Yes, it is. And we optimised out the dirty tracking by just using
the single dirty bit in the page.

> I think I just talked myself into what you were arguing for -- that we
> change the ->uptodate bit array into a ->dirty bit array.
> 
> That implies that we lose the current optimisation that we can write at
> a blocksize alignment into the page cache and not read from storage.

iomap does not do that. It always reads the entire page in, even for
block aligned sub-page writes. IIRC, we even allocate on page
granularity for sub-page block size filesystems so taht we fill
holes and can do full page writes in writeback because this tends to
significantly reduce worst case file fragmentation for random sparse
writes...

> I'm personally fine with that; most workloads don't care if you read
> extra bytes from storage (hence readahead), but writing unnecessarily
> to storage (particularly flash) is bad.

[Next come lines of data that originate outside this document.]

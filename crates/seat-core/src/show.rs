//! Shows: the unit of sale and the unit of serialization in the daemon.

use serde::{Deserialize, Serialize};

use crate::{
    DomainError, DomainResult, Money, RevenueSplit, SeatCode, SeatLayout, SeatType, ShowId,
};

/// Per-seat-type prices of a show.
#[derive(Debug, Clone, Copy, PartialEq, Eq, Serialize, Deserialize)]
pub struct PriceTable {
    pub regular: Money,
    pub vip: Money,
}

impl PriceTable {
    pub fn new(regular: Money, vip: Money) -> Self {
        Self { regular, vip }
    }

    /// Price of a seat of the given type. Disabled seats have no price.
    pub fn price_of(&self, seat_type: SeatType) -> Option<Money> {
        match seat_type {
            SeatType::Regular => Some(self.regular),
            SeatType::Vip => Some(self.vip),
            SeatType::Disabled => None,
        }
    }
}

/// How seats of a show are sold.
#[derive(Debug, Clone, PartialEq, Eq, Serialize, Deserialize)]
#[serde(tag = "kind", rename_all = "snake_case")]
pub enum Seating {
    /// Seat-mapped: buyers hold and book individual seat codes.
    Reserved { layout: SeatLayout },

    /// Count-based: buyers book a number of places, priced at the regular rate.
    GeneralAdmission {
        capacity: u32,
        #[serde(default)]
        sold: u32,
    },
}

/// One sellable instance of an event.
#[derive(Debug, Clone, PartialEq, Eq, Serialize, Deserialize)]
pub struct Show {
    pub id: ShowId,
    #[serde(default, skip_serializing_if = "Option::is_none")]
    pub title: Option<String>,
    pub seating: Seating,
    pub prices: PriceTable,
    pub revenue_split: RevenueSplit,
}

impl Show {
    /// Creates a seat-mapped show.
    pub fn reserved(
        id: ShowId,
        layout: SeatLayout,
        prices: PriceTable,
        revenue_split: RevenueSplit,
    ) -> Self {
        Self {
            id,
            title: None,
            seating: Seating::Reserved { layout },
            prices,
            revenue_split,
        }
    }

    /// Creates a general-admission show.
    pub fn general_admission(
        id: ShowId,
        capacity: u32,
        price: Money,
        revenue_split: RevenueSplit,
    ) -> Self {
        Self {
            id,
            title: None,
            seating: Seating::GeneralAdmission { capacity, sold: 0 },
            prices: PriceTable::new(price, price),
            revenue_split,
        }
    }

    #[must_use]
    pub fn with_title(mut self, title: impl Into<String>) -> Self {
        self.title = Some(title.into());
        self
    }

    pub fn layout(&self) -> Option<&SeatLayout> {
        match &self.seating {
            Seating::Reserved { layout } => Some(layout),
            Seating::GeneralAdmission { .. } => None,
        }
    }

    pub fn layout_mut(&mut self) -> DomainResult<&mut SeatLayout> {
        match &mut self.seating {
            Seating::Reserved { layout } => Ok(layout),
            Seating::GeneralAdmission { .. } => Err(DomainError::NotSeatMapped),
        }
    }

    /// Total number of sellable places.
    pub fn total_seats(&self) -> usize {
        match &self.seating {
            Seating::Reserved { layout } => layout.sellable_count(),
            Seating::GeneralAdmission { capacity, .. } => *capacity as usize,
        }
    }

    /// Price of one seat by code, if the seat exists and is sellable.
    pub fn price_of_seat(&self, code: &SeatCode) -> Option<Money> {
        let seat = self.layout()?.find(code)?;
        self.prices.price_of(seat.seat_type)
    }

    /// Remaining general-admission places, `None` for seat-mapped shows.
    pub fn remaining_capacity(&self) -> Option<u32> {
        match &self.seating {
            Seating::GeneralAdmission { capacity, sold } => Some(capacity.saturating_sub(*sold)),
            Seating::Reserved { .. } => None,
        }
    }

    /// Sells `quantity` general-admission places.
    pub fn sell_places(&mut self, quantity: u32) -> DomainResult<()> {
        match &mut self.seating {
            Seating::GeneralAdmission { capacity, sold } => {
                let remaining = capacity.saturating_sub(*sold);
                if quantity > remaining {
                    return Err(DomainError::CapacityExceeded {
                        requested: quantity,
                        remaining,
                    });
                }
                *sold += quantity;
                Ok(())
            }
            Seating::Reserved { .. } => Err(DomainError::NotSeatMapped),
        }
    }
}

#[cfg(test)]
mod tests {
    use super::*;
    use crate::UserId;

    fn vendor() -> RevenueSplit {
        RevenueSplit::SingleVendor {
            vendor: UserId::new("v1"),
        }
    }

    #[test]
    fn test_price_of_seat() {
        let layout = SeatLayout::grid(3, 3, SeatType::Regular)
            .with_row_type(0, SeatType::Vip)
            .with_seat_type(&SeatCode::from("C3"), SeatType::Disabled);
        let show = Show::reserved(
            ShowId::new("S1"),
            layout,
            PriceTable::new(Money::rupees(200), Money::rupees(350)),
            vendor(),
        );
        assert_eq!(show.price_of_seat(&SeatCode::from("A1")), Some(Money::rupees(350)));
        assert_eq!(show.price_of_seat(&SeatCode::from("B1")), Some(Money::rupees(200)));
        assert_eq!(show.price_of_seat(&SeatCode::from("C3")), None);
        assert_eq!(show.price_of_seat(&SeatCode::from("Z9")), None);
        assert_eq!(show.total_seats(), 8);
    }

    #[test]
    fn test_general_admission_capacity() {
        let mut show =
            Show::general_admission(ShowId::new("G1"), 5, Money::rupees(500), vendor());
        assert!(show.layout().is_none());
        show.sell_places(3).unwrap();
        assert_eq!(show.remaining_capacity(), Some(2));
        assert_eq!(
            show.sell_places(3),
            Err(DomainError::CapacityExceeded {
                requested: 3,
                remaining: 2
            })
        );
        assert_eq!(show.remaining_capacity(), Some(2));
    }

    #[test]
    fn test_show_toml_shape() {
        let json = serde_json::json!({
            "id": "S9",
            "seating": {"kind": "general_admission", "capacity": 100},
            "prices": {"regular": 250.0, "vip": 250.0},
            "revenue_split": {"policy": "single_vendor", "vendor": "v1"}
        });
        let show: Show = serde_json::from_value(json).unwrap();
        assert_eq!(show.remaining_capacity(), Some(100));
    }
}
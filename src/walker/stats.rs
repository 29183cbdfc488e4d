//! Per-walker counters
//!
//! Tracks how much of the tree a walker has actually touched, which is
//! what laziness is measured against.

/// Counters collected while a walker runs
#[derive(Debug, Clone, Copy, Default, PartialEq, Eq)]
#[cfg_attr(feature = "serde", derive(serde::Serialize, serde::Deserialize))]
pub struct WalkStats {
    /// Nodes handed to the consumer
    pub emitted: usize,

    /// Calls made to the expansion function
    pub expansions: usize,

    /// Subtrees detached through `split`
    pub splits: usize,

    /// Deepest stack of active frames reached
    pub max_depth: usize,
}

impl WalkStats {
    pub(crate) fn record_emit(&mut self, depth: usize) {
        self.emitted += 1;
        self.max_depth = self.max_depth.max(depth);
    }

    pub(crate) fn record_expansion(&mut self) {
        self.expansions += 1;
    }

    pub(crate) fn record_split(&mut self) {
        self.splits += 1;
    }

    /// Fold counters from another walker (e.g. one split off this one)
    pub fn merge(&self, other: &WalkStats) -> WalkStats {
        WalkStats {
            emitted: self.emitted + other.emitted,
            expansions: self.expansions + other.expansions,
            splits: self.splits + other.splits,
            max_depth: self.max_depth.max(other.max_depth),
        }
    }

    /// Generate report
    pub fn report(&self) -> String {
        format!(
            "Emitted: {} nodes\nExpansions: {}\nSplits: {}\nMax depth: {}",
            self.emitted, self.expansions, self.splits, self.max_depth
        )
    }
}
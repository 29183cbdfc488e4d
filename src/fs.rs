//! Directory trees as an expansion.
//!
//! A directory's children are its entries; anything that is not a directory
//! has none. Unreadable directories surface as [`WalkError::ReadDir`] and the
//! walk carries on with their siblings.

use std::fs;
use std::path::{Path, PathBuf};

use tracing::trace;

use crate::expand::Expand;
use crate::walker::{TryWalk, Walker};
use crate::WalkError;

/// Configuration for listing directory entries.
#[derive(Debug, Clone, Default)]
pub struct DirExpansion {
    /// Include entries whose name starts with `.`
    pub include_hidden: bool,
    /// Descend into symlinked directories
    pub follow_links: bool,
    /// Sort each directory's entries by path
    pub sorted: bool,
}

impl DirExpansion {
    /// Default listing: hidden entries skipped, links not followed, unsorted.
    pub fn new() -> Self {
        Self::default()
    }

    /// Include hidden entries.
    pub fn with_hidden(mut self, enabled: bool) -> Self {
        self.include_hidden = enabled;
        self
    }

    /// Descend into symlinked directories.
    ///
    /// Cycles through links are not detected.
    pub fn with_follow_links(mut self, enabled: bool) -> Self {
        self.follow_links = enabled;
        self
    }

    /// Sort entries within each directory.
    pub fn with_sorted(mut self, enabled: bool) -> Self {
        self.sorted = enabled;
        self
    }

    fn is_expandable(&self, path: &Path) -> Result<bool, WalkError> {
        let metadata = if self.follow_links {
            fs::metadata(path)
        } else {
            fs::symlink_metadata(path)
        };
        match metadata {
            Ok(metadata) => Ok(metadata.is_dir()),
            Err(source) => Err(WalkError::Metadata {
                path: path.to_path_buf(),
                source,
            }),
        }
    }

    fn is_visible(&self, path: &Path) -> bool {
        self.include_hidden
            || !path
                .file_name()
                .and_then(|name| name.to_str())
                .is_some_and(|name| name.starts_with('.'))
    }

    /// List the direct children of `path`.
    pub fn children(&self, path: &Path) -> Result<Vec<PathBuf>, WalkError> {
        if !self.is_expandable(path)? {
            return Ok(Vec::new());
        }

        let read_dir_err = |source| WalkError::ReadDir {
            path: path.to_path_buf(),
            source,
        };
        let mut entries = Vec::new();
        for entry in fs::read_dir(path).map_err(read_dir_err)? {
            let entry_path = entry.map_err(read_dir_err)?.path();
            if self.is_visible(&entry_path) {
                entries.push(entry_path);
            }
        }
        if self.sorted {
            entries.sort();
        }

        trace!(path = %path.display(), entries = entries.len(), "listed directory");
        Ok(entries)
    }
}

impl Expand<PathBuf> for DirExpansion {
    type Children = std::vec::IntoIter<PathBuf>;
    type Error = WalkError;

    fn expand(&self, node: &PathBuf) -> Result<Self::Children, Self::Error> {
        self.children(node).map(Vec::into_iter)
    }
}

/// Walk the directory tree under `root`, `root` itself first.
pub fn walk_dir(root: impl Into<PathBuf>, config: DirExpansion) -> TryWalk<PathBuf, DirExpansion> {
    Walker::from_node(root.into(), config).into_results()
}
//! Forward-only cursor over the children of one node
//!
//! A frontier starts out holding the node itself and only asks the
//! expansion for children when the first child is requested. Once drained it
//! stays drained.

use std::fmt;
use std::mem;

use tracing::trace;

use super::WalkStats;
use crate::expand::Expand;

/// Pending work for one level of the walk
pub(crate) enum Frontier<T, C, R> {
    /// Node whose children have not been computed yet
    Deferred(T),

    /// Children of an expanded node, not yet visited
    Children(C),

    /// Top-level roots of a forest walk
    Roots(R),

    /// Nothing left at this level
    Done,
}

impl<T, C, R> Frontier<T, C, R>
where
    C: Iterator<Item = T>,
    R: Iterator<Item = T>,
{
    /// Fetch the next unvisited node at this level, expanding on first use.
    ///
    /// A failing expansion leaves the frontier `Done`.
    pub(crate) fn next_node<E>(
        &mut self,
        expand: &E,
        stats: &mut WalkStats,
    ) -> Result<Option<T>, E::Error>
    where
        E: Expand<T, Children = C>,
    {
        loop {
            match mem::replace(self, Frontier::Done) {
                Frontier::Deferred(node) => {
                    stats.record_expansion();
                    trace!("expanding deferred node");
                    *self = Frontier::Children(expand.expand(&node)?);
                }
                Frontier::Children(mut children) => {
                    let next = children.next();
                    if next.is_some() {
                        *self = Frontier::Children(children);
                    }
                    return Ok(next);
                }
                Frontier::Roots(mut roots) => {
                    let next = roots.next();
                    if next.is_some() {
                        *self = Frontier::Roots(roots);
                    }
                    return Ok(next);
                }
                Frontier::Done => return Ok(None),
            }
        }
    }

    pub(crate) fn is_done(&self) -> bool {
        matches!(self, Frontier::Done)
    }
}

impl<T, C, R> fmt::Debug for Frontier<T, C, R> {
    fn fmt(&self, f: &mut fmt::Formatter<'_>) -> fmt::Result {
        match self {
            Frontier::Deferred(_) => f.write_str("Deferred"),
            Frontier::Children(_) => f.write_str("Children"),
            Frontier::Roots(_) => f.write_str("Roots"),
            Frontier::Done => f.write_str("Done"),
        }
    }
}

Modern really SSDs don't care about runs of zeros being written.
They compress and/or deduplicate such things on the fly as part of
their internal write-amplification reduction strategies. Pretty much
all SSDs on the market these days - consumer or enterprise - do this
sort of thing in their FTLs and so writing more than the exact
changed data really doesn't make a difference.

Indeed, if we were to write in flash page sized chunks, we'd be
doing the SSDs a major favour because then they don't have to do
sub-page defragmentation to be able to erase blocks and continue
writing. If you look at where interfaces like Micron's HSE stuff is
going, that's all based around optimising writes to only be done at
erase block granularity and all the copy-on-write stuff is done up
in the application running on the host...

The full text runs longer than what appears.